In the preceding data structure, name represents the controller's name, dev represents the underlying struct device associated with this controller, list is used to insert this controller into the system's global list of PACKT controllers, and send_msg and recv_msg are hooks that must be provided by the controller to access the PACKT devices that are sitting on it:

/* system global list of controllers */

static LIST_HEAD(packt_controller_list);

struct packt_controller

    *packt_alloc_controller(struct device *dev)

{

    struct packt_controller *ctlr;

    if (!dev)

        return NULL;

    ctlr = kzalloc(sizeof(packt_controller), GFP_KERNEL);

    if (!ctlr)

        return NULL;

    device_initialize(&ctlr->dev);

    [...]

    return ctlr;

}

EXPORT_SYMBOL_GPL(packt_alloc_controller);

int packt_register_controller(

                           struct packt_controller *ctlr)

{

    /* must provide at least on hook */

if (!ctlr->send_msg && !ctlr->recv_msg){

        pr_err("Registering PACKT controller failure ");

    }

    device_add(&ctlr->dev);

    [...] /* other sanity check */

    list_add_tail(&ctlr->list, &packt_controller_list);

}

EXPORT_SYMBOL_GPL(packt_register_controller);

In these two functions, we have demonstrated what the controller allocation and registration operations look like. The allocation method allocates memory and does some basic initialization, leaving room for the driver to do the rest. Note that after registering a controller, it will appear under /sys/devices in sysfs. Any devices that are added to this bus will appear under /sys/devices/packt-0/.

Bus registration

The bus controller is a device itself, and in most cases, buses are memory-mapped platform devices (even buses are, which support device enumeration). For example, the PCI controller is a platform device and so is its respective driver. We should use the bus_register(struct *bus_type) function to register a bus with the kernel. The PACKT bus structure looks as follows:

/* This is our bus structure */

struct bus_type packt_bus_type = {

    .name     = "packt",

    .match    = packt_device_match,

    .probe    = packt_device_probe,

    .remove   = packt_device_remove,

    .shutdown = packt_device_shutdown,

};

Now that the basic bus operations have been defined, we need to register the PACKT bus framework and make it available for both the controller and slave drivers. The bus controller is a device itself; it must be registered with the kernel and will be used as the parent of the device that's sitting on the bus. This is done in the bus controller's probe or init function. In the case of the PACKT bus, the code would be as follows:

static int __init packt_init(void)

{

    int status;

    status = bus_register(&packt_bus_type);

    if (status < 0)

        goto err0;

    status = class_register(&packt_master_class);

    if (status < 0)

        goto err1;

    return 0;

err1:

    bus_unregister(&packt_bus_type);

err0:

    return status;

}

postcore_initcall(packt_init);

When a device is registered by the bus controller driver, the parent member of the device must point to the bus controller device (this should be done by the device driver) and its bus property must point to the PACKT bus type (this is done by the core) to build the physical device tree. To register a PACKT device, you must call packt_device_register(), which should take as an argument a PACKT device allocated with packt_device_alloc():

int packt_device_register(struct packt_device *packt)

{

    packt->dev.bus = &packt_bus_type;

    return device_register(&packt->dev);

}

EXPORT_SYMBOL(packt_device_register);

Now that we are done with bus registration, let's look at the driver's infrastructure and see how it is designed.

The driver data structure

A driver is a set of methods that allow us to drive a given device. A global device hierarchy allows all the system's devices to be represented in the same way. This makes it simple for the core to navigate the device tree and perform tasks such as properly ordered power management transitions.
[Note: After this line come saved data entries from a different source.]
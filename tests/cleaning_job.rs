use std::fs;
use std::sync::Arc;

use order_cleaning::CleaningError;
use order_cleaning::job::CleaningJob;
use order_cleaning::observability::CleaningObserver;
use order_cleaning::pipeline::CleaningOptions;
use order_cleaning::types::Value;

#[test]
fn job_cleans_fixture_end_to_end() {
    let dir = tempfile::tempdir().unwrap();
    let output = dir.path().join("cleaned.csv");

    let outcome = CleaningJob::new("tests/fixtures/orders.csv", &output)
        .run()
        .unwrap();

    assert_eq!(outcome.rows_read, 5);
    // One duplicate transaction collapses.
    assert_eq!(outcome.rows_written, 4);
    assert!(outcome.save_error.is_none());
    assert_eq!(outcome.dataset.row_count(), 4);

    let city = outcome.dataset.schema.index_of("customer_city").unwrap();
    assert_eq!(
        outcome.dataset.rows[0][city],
        Value::Utf8("Bengaluru".to_string())
    );

    let written = fs::read_to_string(&output).unwrap();
    let mut lines = written.lines();
    assert_eq!(
        lines.next().unwrap(),
        "order_date,original_price_inr,customer_rating,customer_city,is_prime_member,\
         is_prime_eligible,is_festival_sale,category,delivery_days,customer_id,product_id,\
         final_amount_inr,payment_method"
    );
    let first = lines.next().unwrap();
    assert!(first.starts_with("2025-01-05,1234.5,3,Bengaluru,true,false,true,Electronics,0,"));
    // Four data rows survive.
    assert_eq!(written.lines().count(), 5);
}

#[test]
fn job_with_missing_input_is_fatal() {
    let dir = tempfile::tempdir().unwrap();
    let output = dir.path().join("cleaned.csv");

    let err = CleaningJob::new(dir.path().join("absent.csv"), &output)
        .run()
        .unwrap_err();
    // Load failures abort before any cleaning or saving happens.
    assert!(matches!(err, CleaningError::Io(_) | CleaningError::Csv(_)));
    assert!(!output.exists());
}

#[derive(Default)]
struct SaveErrorProbe {
    reported: std::sync::Mutex<Vec<String>>,
}

impl CleaningObserver for SaveErrorProbe {
    fn on_save_error(&self, path: &std::path::Path, _error: &CleaningError) {
        self.reported.lock().unwrap().push(path.display().to_string());
    }
}

#[test]
fn job_reports_save_failure_but_keeps_the_cleaned_table() {
    let dir = tempfile::tempdir().unwrap();
    let probe = Arc::new(SaveErrorProbe::default());
    let options = CleaningOptions {
        observer: Some(probe.clone()),
        ..Default::default()
    };

    // Writing to the directory itself cannot succeed.
    let outcome = CleaningJob::new("tests/fixtures/orders.csv", dir.path())
        .with_options(options)
        .run()
        .unwrap();

    assert!(outcome.save_error.is_some());
    assert_eq!(outcome.dataset.row_count(), 4);
    assert_eq!(probe.reported.lock().unwrap().len(), 1);
}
Each device driver is represented as an instance of struct device_driver, which is defined like so:

struct device_driver {

    const char        *name;

    struct bus_type   *bus;

    struct module     *owner;

    const struct of_device_id   *of_match_table;

    const struct acpi_device_id  *acpi_match_table;

    int (*probe) (struct device *dev);

    int (*remove) (struct device *dev);

    void (*shutdown) (struct device *dev);

    int (*suspend) (struct device *dev,

                    pm_message_t state);

    int (*resume) (struct device *dev);

    const struct attribute_group **groups;

    const struct dev_pm_ops *pm;

};

Let's look at the elements in this data structure:

  • name represents the driver's name. It can be used for matching, by comparing it with the device's name.
  • bus represents the bus where this driver sits on. The bus driver must fill this field.
  • module represents the module that owns this driver. In 99% of cases, you must set this field to THIS_MODULE.
  • of_match_table is a pointer to the array of struct of_device_id. The struct of_device_id structure is used to perform open firmware matches through a special file called the device tree, which is passed to the kernel during the boot process:

    struct of_device_id {

        char       compatible[128];

        const void *data;

    };

  • suspend and resume are power management callbacks that are invoked to put the device to sleep or wake it up from a sleep state, respectively. The remove callback is called when the device is physically removed from the system or when its reference count reaches 0. The remove callback is also called during system reboot.
  • probe is the probe callback that runs when you're attempting to bind a driver to a device. The bus driver is in charge of calling the device driver's probe function.
  • group is a pointer to a list (array) of struct attribute_group and is used as a default attribute for the driver. Prefer this method instead of creating an attribute separately.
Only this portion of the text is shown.